** Task **
Filter the entries below, keeping only lines with "DepartmentId".

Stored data
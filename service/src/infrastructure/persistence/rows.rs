use bibrec_common::{
    authorship::{Authorship, DepartmentLink},
    identifiers::PublicationIdentifier,
    people::{Department, Person},
    publication::{Publication, PublicationVersion, VersionContent},
};
use sqlx::{Row, postgres::PgRow};

/// Builds a domain value out of one result row
pub trait FromPgRow: Sized {
    /// Columns to select, in the same order `from_row` reads them
    const COLUMNS: &'static [&'static str];

    fn from_row(row: &PgRow) -> Result<Self, sqlx::Error>;
}

impl FromPgRow for Publication {
    const COLUMNS: &'static [&'static str] = &[
        "id",
        "published_at",
        "deleted_at",
        "current_version_id",
        "created_at",
        "updated_at",
    ];

    fn from_row(row: &PgRow) -> Result<Self, sqlx::Error> {
        Ok(Self {
            id: row.try_get::<i64, _>("id")?.into(),
            published_at: row.try_get("published_at")?,
            deleted_at: row.try_get("deleted_at")?,
            current_version_id: row.try_get::<i64, _>("current_version_id")?.into(),
            created_at: row.try_get("created_at")?,
            updated_at: row.try_get("updated_at")?,
        })
    }
}

/// Identifiers are loaded separately and start out empty
impl FromPgRow for PublicationVersion {
    const COLUMNS: &'static [&'static str] = &[
        "id",
        "publication_id",
        "title",
        "alt_title",
        "abstract",
        "pubyear",
        "publication_type",
        "publanguage",
        "sourcetitle",
        "sourcevolume",
        "sourceissue",
        "sourcepages",
        "publisher",
        "place",
        "isbn",
        "issn",
        "keywords",
        "url",
        "xml",
        "datasource",
        "sourceid",
        "created_at",
        "created_by",
        "updated_at",
        "updated_by",
    ];

    fn from_row(row: &PgRow) -> Result<Self, sqlx::Error> {
        let content = VersionContent {
            title: row.try_get("title")?,
            alt_title: row.try_get("alt_title")?,
            abstract_text: row.try_get("abstract")?,
            pubyear: row.try_get("pubyear")?,
            publication_type: row.try_get("publication_type")?,
            publanguage: row.try_get("publanguage")?,
            sourcetitle: row.try_get("sourcetitle")?,
            sourcevolume: row.try_get("sourcevolume")?,
            sourceissue: row.try_get("sourceissue")?,
            sourcepages: row.try_get("sourcepages")?,
            publisher: row.try_get("publisher")?,
            place: row.try_get("place")?,
            isbn: row.try_get("isbn")?,
            issn: row.try_get("issn")?,
            keywords: row.try_get("keywords")?,
            url: row.try_get("url")?,
            xml: row.try_get("xml")?,
            datasource: row.try_get("datasource")?,
            sourceid: row.try_get("sourceid")?,
        };
        Ok(Self {
            id: row.try_get::<i64, _>("id")?.into(),
            publication_id: row.try_get::<i64, _>("publication_id")?.into(),
            content,
            identifiers: Vec::new(),
            created_at: row.try_get("created_at")?,
            created_by: row.try_get("created_by")?,
            updated_at: row.try_get("updated_at")?,
            updated_by: row.try_get("updated_by")?,
        })
    }
}

impl FromPgRow for PublicationIdentifier {
    const COLUMNS: &'static [&'static str] = &[
        "id",
        "publication_version_id",
        "identifier_code",
        "identifier_value",
    ];

    fn from_row(row: &PgRow) -> Result<Self, sqlx::Error> {
        Ok(Self {
            id: row.try_get::<i64, _>("id")?.into(),
            publication_version_id: row.try_get::<i64, _>("publication_version_id")?.into(),
            identifier_code: row.try_get("identifier_code")?,
            identifier_value: row.try_get("identifier_value")?,
        })
    }
}

impl FromPgRow for Person {
    const COLUMNS: &'static [&'static str] = &[
        "id",
        "first_name",
        "last_name",
        "year_of_birth",
        "affiliated",
        "created_at",
        "updated_at",
    ];

    fn from_row(row: &PgRow) -> Result<Self, sqlx::Error> {
        Ok(Self {
            id: row.try_get::<i64, _>("id")?.into(),
            first_name: row.try_get("first_name")?,
            last_name: row.try_get("last_name")?,
            year_of_birth: row.try_get("year_of_birth")?,
            affiliated: row.try_get("affiliated")?,
            created_at: row.try_get("created_at")?,
            updated_at: row.try_get("updated_at")?,
        })
    }
}

impl FromPgRow for Department {
    const COLUMNS: &'static [&'static str] = &["id", "name_sv", "name_en", "start_year", "end_year"];

    fn from_row(row: &PgRow) -> Result<Self, sqlx::Error> {
        Ok(Self {
            id: row.try_get::<i64, _>("id")?.into(),
            name_sv: row.try_get("name_sv")?,
            name_en: row.try_get("name_en")?,
            start_year: row.try_get("start_year")?,
            end_year: row.try_get("end_year")?,
        })
    }
}

impl FromPgRow for Authorship {
    const COLUMNS: &'static [&'static str] = &[
        "id",
        "person_id",
        "publication_version_id",
        "position",
        "reviewed_at",
        "reviewed_publication_version_id",
    ];

    fn from_row(row: &PgRow) -> Result<Self, sqlx::Error> {
        Ok(Self {
            id: row.try_get::<i64, _>("id")?.into(),
            person_id: row.try_get::<i64, _>("person_id")?.into(),
            publication_version_id: row.try_get::<i64, _>("publication_version_id")?.into(),
            position: row.try_get("position")?,
            reviewed_at: row.try_get("reviewed_at")?,
            reviewed_publication_version_id: row
                .try_get::<Option<i64>, _>("reviewed_publication_version_id")?
                .map(Into::into),
        })
    }
}

impl FromPgRow for DepartmentLink {
    const COLUMNS: &'static [&'static str] = &[
        "id",
        "people2publication_id",
        "department_id",
        "position",
        "updated_at",
    ];

    fn from_row(row: &PgRow) -> Result<Self, sqlx::Error> {
        Ok(Self {
            id: row.try_get::<i64, _>("id")?.into(),
            authorship_id: row.try_get::<i64, _>("people2publication_id")?.into(),
            department_id: row.try_get::<i64, _>("department_id")?.into(),
            position: row.try_get("position")?,
            updated_at: row.try_get("updated_at")?,
        })
    }
}
use std::future::Future;

use bibrec_common::{
    AuthorshipId, DepartmentId, PersonId, PublicationId, VersionId,
    authorship::{Authorship, DepartmentLink, NewAuthorship},
    people::{Department, Person},
    publication::{NewPublication, NewVersion, Publication, PublicationVersion},
};
use chrono::{DateTime, Utc};

use crate::domain::publications::PublicationRecord;

/// Persistence port of the bibliographic records.
///
/// Every publication read ignores tombstoned (soft-deleted) publications.
pub trait Repository: Clone + Send + Sync + 'static {
    /// Find a publication that is not deleted
    fn find_publication(
        &self,
        id: PublicationId,
    ) -> impl Future<Output = Result<Option<Publication>, RepositoryError>> + Send;

    /// Find a version of the given publication, with its identifiers
    fn find_version(
        &self,
        publication_id: PublicationId,
        version_id: VersionId,
    ) -> impl Future<Output = Result<Option<PublicationVersion>, RepositoryError>> + Send;

    /// Create publications with their initial versions and identifiers.
    /// Either every publication is created or none is.
    fn create_publications(
        &self,
        publications: Vec<NewPublication>,
    ) -> impl Future<Output = Result<Vec<PublicationRecord>, RepositoryError>> + Send;

    /// Create a version that becomes the current version of the publication
    fn create_version(
        &self,
        publication_id: PublicationId,
        version: NewVersion,
    ) -> impl Future<Output = Result<PublicationVersion, RepositoryError>> + Send;

    fn set_published(
        &self,
        id: PublicationId,
        published_at: DateTime<Utc>,
    ) -> impl Future<Output = Result<Publication, RepositoryError>> + Send;

    /// Set the tombstone, returns false when nothing was updated
    fn mark_deleted(
        &self,
        id: PublicationId,
        deleted_at: DateTime<Utc>,
    ) -> impl Future<Output = Result<bool, RepositoryError>> + Send;

    fn find_person(
        &self,
        id: PersonId,
    ) -> impl Future<Output = Result<Option<Person>, RepositoryError>> + Send;

    fn mark_affiliated(
        &self,
        id: PersonId,
    ) -> impl Future<Output = Result<(), RepositoryError>> + Send;

    /// Departments with the given ids, ordered by id
    fn find_departments(
        &self,
        ids: &[DepartmentId],
    ) -> impl Future<Output = Result<Vec<Department>, RepositoryError>> + Send;

    /// Fails with `UniqueViolation` when the person already has a row for the version
    fn create_authorship(
        &self,
        authorship: NewAuthorship,
    ) -> impl Future<Output = Result<Authorship, RepositoryError>> + Send;

    fn create_department_link(
        &self,
        authorship_id: AuthorshipId,
        department_id: DepartmentId,
        position: i32,
    ) -> impl Future<Output = Result<DepartmentLink, RepositoryError>> + Send;

    fn find_authorship(
        &self,
        person_id: PersonId,
        version_id: VersionId,
    ) -> impl Future<Output = Result<Option<Authorship>, RepositoryError>> + Send;

    /// Authorships of a version ordered by position
    fn find_authorships(
        &self,
        version_id: VersionId,
    ) -> impl Future<Output = Result<Vec<Authorship>, RepositoryError>> + Send;

    /// Department links of an authorship, most recently updated first
    fn find_department_links(
        &self,
        authorship_id: AuthorshipId,
    ) -> impl Future<Output = Result<Vec<DepartmentLink>, RepositoryError>> + Send;

    fn mark_reviewed(
        &self,
        authorship_id: AuthorshipId,
        reviewed_at: DateTime<Utc>,
        reviewed_version_id: VersionId,
    ) -> impl Future<Output = Result<Authorship, RepositoryError>> + Send;
}

#[derive(Debug, thiserror::Error)]
pub enum RepositoryError {
    #[error("not found")]
    NotFound,
    #[error("validation failed: {0}")]
    ValidationFailed(String),
    #[error("unique violation: {0}")]
    UniqueViolation(String),
    #[error("database error: {0}")]
    DatabaseError(String),
}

** Solution **
    AuthorshipId, DepartmentId, PersonId, PublicationId, VersionId,
        ids: &[DepartmentId],
        department_id: DepartmentId,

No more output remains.